There are a couple ways of handling this translation from human-readable statements to machine code. In most cases either the source code is “compiled” or “interpreted”, which is dependent on what language one uses. There is sort of a blurry line between these two techniques, but in simple terms a compiled language as it suggests is translated down to the machine code by a “compiler”, while an interpreted language first compiles to an intermediary code which is then passed onto an “interpreter” to run it, no new machine code is generated in the latter technique.

Now, I must admit that I have known all that for a long time, and still I never really gave any thought to the real cogs in the wheel (more like the coachman) here…compilers! To me they were just some magical component of a language that did most of my heavy-lifting for me, and I just had to sit back and type-away.

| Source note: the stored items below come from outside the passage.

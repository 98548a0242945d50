//! User-facing lookup failures.
//!
//! Every variant renders, through `Display`, the exact text the bot replies
//! with. Components convert their transport and port errors into these
//! variants before returning to the command router.

use std::fmt;

use thiserror::Error;

/// Separator used between lines in multi-line chat replies.
///
/// The trailing spaces force a hard line break in Markdown renderers.
pub const LINE_BREAK: &str = "      \n";

/// Result type for lookup operations.
pub type LookupResult<T> = Result<T, LookupError>;

/// The kind of record that could not be found.
#[derive(Debug, Clone, PartialEq, Eq)]
pub enum NotFoundKind {
    /// A Fedora Accounts user.
    DirectoryUser,
    /// A mapping from a Matrix account to a Fedora Accounts user.
    MatrixAccountMapping,
    /// A Fedora Accounts group.
    Group,
    /// An issue-tracker project.
    Project,
    /// An issue within an issue-tracker project.
    Issue {
        /// Project the issue was looked up in.
        project: String,
    },
    /// A distribution package.
    Package,
}

/// Why a lookup could not be narrowed to a single record.
#[derive(Debug, Clone, Copy, PartialEq, Eq)]
pub enum AmbiguitySource {
    /// The caller supplied more than one username or mention.
    MultipleInputs,
    /// More than one directory user claims the same Matrix account.
    SharedMatrixAccount,
}

/// External services the bot depends on.
#[derive(Debug, Clone, Copy, PartialEq, Eq, Hash)]
pub enum Upstream {
    /// The Fedora Accounts directory (FASJSON).
    Directory,
    /// The Pagure issue tracker.
    IssueTracker,
    /// The package source registry.
    PackageRegistry,
}

impl Upstream {
    /// Returns the service name shown to users.
    #[must_use]
    pub const fn display_name(self) -> &'static str {
        match self {
            Self::Directory => "FASJSON",
            Self::IssueTracker => "Pagure",
            Self::PackageRegistry => "Fedora package sources",
        }
    }
}

impl fmt::Display for Upstream {
    fn fmt(&self, f: &mut fmt::Formatter<'_>) -> fmt::Result {
        f.write_str(self.display_name())
    }
}

/// How an upstream service failed.
#[derive(Debug, Clone, PartialEq, Eq)]
pub enum UpstreamFailure {
    /// The client could not be constructed when the bot started.
    NotConnectedAtStartup,
    /// The client could not establish or authenticate a session for this call.
    Connection(String),
    /// The service answered with a structured error code.
    ErrorCode {
        /// Raw error code reported by the service.
        code: String,
        /// Raw error message reported by the service.
        message: String,
    },
    /// The service answered with an unexpected HTTP status.
    Status {
        /// Numeric HTTP status.
        status: u16,
        /// Reason phrase or message accompanying the status.
        reason: String,
    },
    /// The request failed in transit or the response could not be decoded.
    Transport(String),
}

/// An upstream service was unavailable or answered unexpectedly.
#[derive(Debug, Clone, Error, PartialEq, Eq)]
#[error("{}", upstream_message(.service, .failure))]
pub struct UpstreamError {
    service: Upstream,
    failure: UpstreamFailure,
}

impl UpstreamError {
    /// Creates an upstream error.
    #[must_use]
    pub const fn new(service: Upstream, failure: UpstreamFailure) -> Self {
        Self { service, failure }
    }

    /// Returns the failing service.
    #[must_use]
    pub const fn service(&self) -> Upstream {
        self.service
    }

    /// Returns the failure detail.
    #[must_use]
    pub const fn failure(&self) -> &UpstreamFailure {
        &self.failure
    }
}

/// A lookup failure carrying its rendered user-facing message.
#[derive(Debug, Clone, Error, PartialEq, Eq)]
pub enum LookupError {
    /// The requested record does not exist.
    #[error("{}", not_found_message(.kind, .identifier))]
    NotFound {
        /// What kind of record was requested.
        kind: NotFoundKind,
        /// Identifier the caller supplied.
        identifier: String,
    },

    /// The input matched more than one record or named more than one target.
    #[error("{}", ambiguous_message(.reason, .identifier, .candidates))]
    AmbiguousMatch {
        /// Why the match was ambiguous.
        reason: AmbiguitySource,
        /// Input that produced the ambiguity.
        identifier: String,
        /// Every candidate the input matched.
        candidates: Vec<String>,
    },

    /// The input does not have the expected shape.
    #[error("Sorry, {identifier} does not look like a valid {expected}")]
    InvalidFormat {
        /// The malformed input.
        identifier: String,
        /// Description of the expected shape.
        expected: String,
    },

    /// An upstream service could not answer.
    #[error(transparent)]
    UpstreamUnavailable(#[from] UpstreamError),
}

impl LookupError {
    /// Creates a not-found error.
    #[must_use]
    pub fn not_found(kind: NotFoundKind, identifier: impl Into<String>) -> Self {
        Self::NotFound {
            kind,
            identifier: identifier.into(),
        }
    }

    /// Creates an ambiguity error.
    #[must_use]
    pub fn ambiguous(
        reason: AmbiguitySource,
        identifier: impl Into<String>,
        candidates: impl IntoIterator<Item = impl Into<String>>,
    ) -> Self {
        Self::AmbiguousMatch {
            reason,
            identifier: identifier.into(),
            candidates: candidates.into_iter().map(Into::into).collect(),
        }
    }

    /// Creates an invalid-format error.
    #[must_use]
    pub fn invalid_format(identifier: impl Into<String>, expected: impl Into<String>) -> Self {
        Self::InvalidFormat {
            identifier: identifier.into(),
            expected: expected.into(),
        }
    }

    /// Creates an upstream-unavailable error.
    #[must_use]
    pub const fn upstream(service: Upstream, failure: UpstreamFailure) -> Self {
        Self::UpstreamUnavailable(UpstreamError::new(service, failure))
    }

    /// Returns the message sent back to the chat room.
    #[must_use]
    pub fn user_message(&self) -> String {
        self.to_string()
    }
}

fn not_found_message(kind: &NotFoundKind, identifier: &str) -> String {
    match kind {
        NotFoundKind::DirectoryUser => {
            format!("Sorry, but Fedora Accounts user '{identifier}' does not exist")
        }
        NotFoundKind::MatrixAccountMapping => {
            format!("No Fedora Accounts users have the {identifier} Matrix Account defined")
        }
        NotFoundKind::Group => format!("Sorry, but group '{identifier}' does not exist"),
        NotFoundKind::Project => format!("Project {identifier} not found"),
        NotFoundKind::Issue { project } => {
            format!("Issue #{identifier} not found on {project} project")
        }
        NotFoundKind::Package => format!("Package {identifier} not found."),
    }
}

fn ambiguous_message(reason: &AmbiguitySource, identifier: &str, candidates: &[String]) -> String {
    match reason {
        AmbiguitySource::MultipleInputs => {
            "Sorry, I can only look up one username at a time".to_owned()
        }
        AmbiguitySource::SharedMatrixAccount => format!(
            "{count} Fedora Accounts users have the {identifier} Matrix Account defined:\
             {LINE_BREAK}{names}",
            count = candidates.len(),
            names = candidates.join(LINE_BREAK),
        ),
    }
}

fn upstream_message(service: &Upstream, failure: &UpstreamFailure) -> String {
    match failure {
        UpstreamFailure::NotConnectedAtStartup => format!(
            "Sorry, I can not give you the required information. \
             I failed to connect to {service} on startup"
        ),
        UpstreamFailure::Connection(detail) => format!(
            "Sorry, I can not give you the required information. \
             I failed to connect to {service}: **{detail}**"
        ),
        UpstreamFailure::ErrorCode { code, message } => {
            format!("Issue querying {service}: {code}: {message}")
        }
        UpstreamFailure::Status { status, reason } => {
            format!("Issue querying {service}: {status}: {reason}")
        }
        UpstreamFailure::Transport(detail) => format!("Issue querying {service}: {detail}"),
    }
}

This led me down an interesting whirlwind of curious questioning and subsequent learning, which honestly fascinated me.

So what really baffled me was, this idea of compilers written in the same language that they are trying to compile. Let that soak in for a second. This is an analog of the classic chicken or egg causality dilemma. More precisely, if a compiler needs to be compiled for a language X, written in language X, how does the first compiler come into existence?

But as it turns out, it is not really a dilemma (just like the innocent chicken or egg question - spoiler: its the egg!). This idea is referred to as bootstrapping, and such a compiler is called self-hosted or self-compiling. The solution here really is to make the minimal required subset of the compiler in some another language, and then use that to compile the version written in the new language. The process simply looks as follows:

  1. Write a minimal required subset of the compiler (ver 0) for language X (the new language!) in language Y (compiler for which already exists)
  2. Then write the same compiler using language X (ver 1)
  3. Compile this version using the old compiler written in language Y
  4. Make changes to the compiler source code in language X now
  5. Use the previous compiler written in language X to compile this new compiler (ver 2)
  6. Repeat above two steps for newer subsequent versions!

Some examples of languages that you might be using that use self-hosted compilers are Python, Java, Go and Rust. Interpreters have a similar sort of back-story, but for now lets leave that for the next time!

Written on January 24, 2019